Two further limitations arise from assumptions regarding the baseline mortality data. Firstly, by standardizing mortality to national population in the year 2000 we account for population changes, but implicitly assume that change within a country is spatially uniform. As urban and coastal areas are growing more rapidly than rural areas, standardization may result in underestimates of mortality. While this assumption is consistent with DIVA, future work should attempt to account for spatial differentials.

Secondly, a time-series of mortality data was used to generate average annual mortality for a baseline time-slice, but this was regressed against the HDI specific to the year 2000 in the mortality risk model. This implicitly assumes current land-based strategies have been in place over the time period covered by mortality dataset and may underestimate their benefits. However, this effect is partially off-set because the long time-series of data included only ‘big’ events: observations suggest that socioeconomic improvements have a smaller benefit for high intensity compared to low intensity events (UNISDR 2011).

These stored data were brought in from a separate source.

use crate::controller::{ControllerContext, ControllerRegistry};
use crate::guard::{catch_panic, catch_panic_sync, container_error};
use crate::resolver::ErrorHandlerResolver;
use crate::timeline::{Activity, FRAMEWORK_GROUP, Timeline};
use crate::{DEBUG_HEADER, DispatcherBuilder, RequestContext};
use async_trait::async_trait;
use cadenza_conf::Settings;
use cadenza_di::ServiceContainer;
use cadenza_http::{Error, Handler, HttpException, Request, Response, Result};
use cadenza_urls::{Route, Router};
use std::io::{self, Write};
use std::sync::Arc;
use tracing::{debug, warn};

/// Routes a request to a controller and always produces a response
///
/// Built with [`DispatcherBuilder`]. The pipeline for one request is:
///
/// 1. ask the router for a route; no route is a 404;
/// 2. a route without both `_class` and `_method` is a 500;
/// 3. build the controller and run its pre-hook, main method and post-hook;
/// 4. any failure or panic is wrapped into an [`HttpException`] (500 unless it
///    already is one) and handed to the [`ErrorHandlerResolver`].
///
/// In debug mode the final response also carries the [`DEBUG_HEADER`].
pub struct Dispatcher {
	pub(crate) router: Arc<dyn Router>,
	pub(crate) controllers: ControllerRegistry,
	pub(crate) resolver: ErrorHandlerResolver,
	pub(crate) settings: Arc<Settings>,
	pub(crate) services: ServiceContainer,
	pub(crate) timeline: Arc<dyn Timeline>,
}

impl Dispatcher {
	pub fn builder() -> DispatcherBuilder {
		DispatcherBuilder::new()
	}

	/// Handle one request
	///
	/// Never fails: every failure becomes an error response.
	pub async fn handle(&self, request: Request) -> Response {
		let debug = self.settings.debug().unwrap_or_else(|e| {
			warn!(error = %e, "unreadable debug flag, assuming debug is off");
			false
		});
		let context = RequestContext::new(debug);
		let request_id = context.request_id;

		let response = match self.run(&request, context).await {
			Ok(response) => response,
			Err(error) => {
				let exception = HttpException::from(error);
				debug!(
					status = exception.status_code(),
					path = request.path(),
					"request failed, resolving error handler"
				);
				self.resolver.resolve(&request, &exception).await
			}
		};

		if debug {
			response.with_added_header(DEBUG_HEADER, &request_id.to_string())
		} else {
			response
		}
	}

	async fn run(&self, request: &Request, context: RequestContext) -> Result<Response> {
		let activity = Activity::start("Router (handle)", Some(FRAMEWORK_GROUP));
		let matched = catch_panic(self.router.match_request(request)).await;
		self.record(activity.end());

		let route = matched?.ok_or_else(HttpException::not_found)?;
		let Some((controller_id, method)) = route.target() else {
			warn!(path = %route.path, "route has no dispatch target");
			return Err(HttpException::internal_server_error().into());
		};
		let context = context.with_locale_from(request, &route);

		let activity = Activity::start("Controller", None);
		let result = catch_panic(self.run_controller(request, &route, controller_id, method, context)).await;
		self.record(activity.end());
		result
	}

	async fn run_controller(
		&self,
		request: &Request,
		route: &Route,
		controller_id: &str,
		method: &str,
		context: RequestContext,
	) -> Result<Response> {
		debug!(
			controller = controller_id,
			method,
			route = ?route.name,
			locale = ?context.locale,
			"dispatching to controller"
		);

		let controller_context = ControllerContext {
			request: request.clone(),
			response: Response::ok(),
			context,
			services: self.services.clone(),
		};
		let controller = catch_panic_sync(|| {
			self.controllers
				.resolve(controller_id, &controller_context)
				.map_err(container_error)
		})?;
		let mut response = controller_context.response;

		if let Some(hook) = controller.pre_hook()
			&& let Some(replacement) = hook.pre(request, &response).await?
		{
			response = replacement;
		}

		if response.is_success() {
			let outcome = controller.invoke(method, request, &response).await?;
			response = outcome.apply(response)?;
		} else {
			debug!(status = response.status.as_u16(), "pre-hook short-circuited the controller");
		}

		if let Some(hook) = controller.post_hook()
			&& let Some(replacement) = hook.post(request, &response).await?
		{
			response = replacement;
		}

		Ok(response)
	}

	/// Write `response` to `out` in HTTP/1.x form
	///
	/// # Examples
	///
	/// ```
	/// use cadenza_dispatch::Dispatcher;
	/// use cadenza_http::Response;
	/// use cadenza_urls::SimpleRouter;
	///
	/// let dispatcher = Dispatcher::builder().router(SimpleRouter::new()).build().unwrap();
	///
	/// let mut out = Vec::new();
	/// dispatcher
	///     .print_response(&Response::ok().with_body("done"), &mut out)
	///     .unwrap();
	/// assert_eq!(out, b"HTTP/1.1 200 OK\r\n\r\ndone");
	/// ```
	pub fn print_response<W: Write + ?Sized>(&self, response: &Response, out: &mut W) -> io::Result<()> {
		let activity = Activity::start("Print response", Some(FRAMEWORK_GROUP));
		let result = response.write_to(out);
		self.record(activity.end());
		result
	}

	/// Hand `activity` to the timeline; neither a refusal nor a panic reaches the caller
	fn record(&self, activity: Activity) {
		let recorded = catch_panic_sync(|| {
			self.timeline
				.record(activity)
				.map_err(|e| Error::Internal(e.to_string()))
		});
		if let Err(e) = recorded {
			warn!(error = %e, "failed to record activity");
		}
	}

	pub fn settings(&self) -> &Settings {
		&self.settings
	}

	pub fn services(&self) -> &ServiceContainer {
		&self.services
	}

	pub fn controllers(&self) -> &ControllerRegistry {
		&self.controllers
	}

	pub fn resolver(&self) -> &ErrorHandlerResolver {
		&self.resolver
	}
}

#[async_trait]
impl Handler for Dispatcher {
	async fn handle(&self, request: Request) -> Result<Response> {
		Ok(Dispatcher::handle(self, request).await)
	}
}

impl std::fmt::Debug for Dispatcher {
	fn fmt(&self, f: &mut std::fmt::Formatter<'_>) -> std::fmt::Result {
		f.debug_struct("Dispatcher")
			.field("controllers", &self.controllers)
			.field("error_handlers", self.resolver.handlers())
			.field("services", &self.services)
			.finish_non_exhaustive()
	}
}
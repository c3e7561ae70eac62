use bytes::Bytes;
use cadenza_http::{Error, Response, Result};
use serde_json::Value;

/// What a controller method produced
///
/// A [`Outcome::Response`] replaces the working response. Every other variant
/// only becomes the body of the working response; its status and headers are
/// left as they were.
#[derive(Debug, Clone)]
pub enum Outcome {
	Response(Response),
	Text(String),
	Bytes(Bytes),
	/// Serialized with `serde_json`
	Json(Value),
	/// Empties the body
	Empty,
}

impl Outcome {
	/// Fold this outcome into the working response
	///
	/// # Examples
	///
	/// ```
	/// use cadenza_dispatch::Outcome;
	/// use cadenza_http::Response;
	/// use http::StatusCode;
	///
	/// let working = Response::new(StatusCode::ACCEPTED).with_header("x-trace", "1");
	/// let response = Outcome::from("queued").apply(working).unwrap();
	///
	/// assert_eq!(response.status, StatusCode::ACCEPTED);
	/// assert_eq!(response.headers.get("x-trace").unwrap(), "1");
	/// assert_eq!(response.body_text(), "queued");
	/// ```
	pub fn apply(self, working: Response) -> Result<Response> {
		Ok(match self {
			Outcome::Response(response) => response,
			Outcome::Text(text) => working.with_body(text),
			Outcome::Bytes(bytes) => working.with_body(bytes),
			Outcome::Json(value) => {
				let body =
					serde_json::to_vec(&value).map_err(|e| Error::Serialization(e.to_string()))?;
				working.with_body(body)
			}
			Outcome::Empty => working.with_body(Bytes::new()),
		})
	}
}

impl From<Response> for Outcome {
	fn from(response: Response) -> Self {
		Outcome::Response(response)
	}
}

impl From<String> for Outcome {
	fn from(text: String) -> Self {
		Outcome::Text(text)
	}
}

impl From<&str> for Outcome {
	fn from(text: &str) -> Self {
		Outcome::Text(text.to_string())
	}
}

impl From<Bytes> for Outcome {
	fn from(bytes: Bytes) -> Self {
		Outcome::Bytes(bytes)
	}
}

impl From<Vec<u8>> for Outcome {
	fn from(bytes: Vec<u8>) -> Self {
		Outcome::Bytes(Bytes::from(bytes))
	}
}

impl From<Value> for Outcome {
	fn from(value: Value) -> Self {
		Outcome::Json(value)
	}
}

impl From<()> for Outcome {
	fn from(_: ()) -> Self {
		Outcome::Empty
	}
}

Additional limitations are associated with factors not included in the model. For climate change, the model only considers sea-level rise. Future work should also consider changes in cyclone characteristics, particularly as intense events cause the majority of health impacts. This would involve closer integration of coastal flood and health models, data for exposure by event intensity, and development of quantitative knowledge of the lethality of surges of different intensities.

For health impacts, we only considered mortality. Coastal floods, however, also impact on morbidity, including injuries, infections, and mental health (Ahern et al. 2005). These impacts may be direct or indirect (e.g., via crop loss or damage to infrastructure), and immediate or delayed. Such complexities make the full recording and attribution of impacts difficult, and quantitative knowledge on which to base models is lacking. It may be possible to develop general quantitative relations linking surge, vulnerability, and morbidity risk for various outcomes, building on the limited attempts to date (Li et al. 2007; Fewtrell and Kay 2008).

7 Conclusions

Climate change is expected to worsen storm surge events and, in interaction with population vulnerability, this may have significant health impacts. While our model does not provide reliable mortality estimates we have made methodological innovations and recommendations for future model development. Further, we have illustrated the importance of socioeconomic factors in conditioning risk. In general, climate change health impacts work has tended to model physical aspects robustly but – partly due to data limitations – to model social and economic factors with considerably less rigour. To develop a stronger knowledge base for averting the health impacts of storm surge, as well climate change in general, conceptual and methodological innovations that robustly capture both physical and social factors are essential.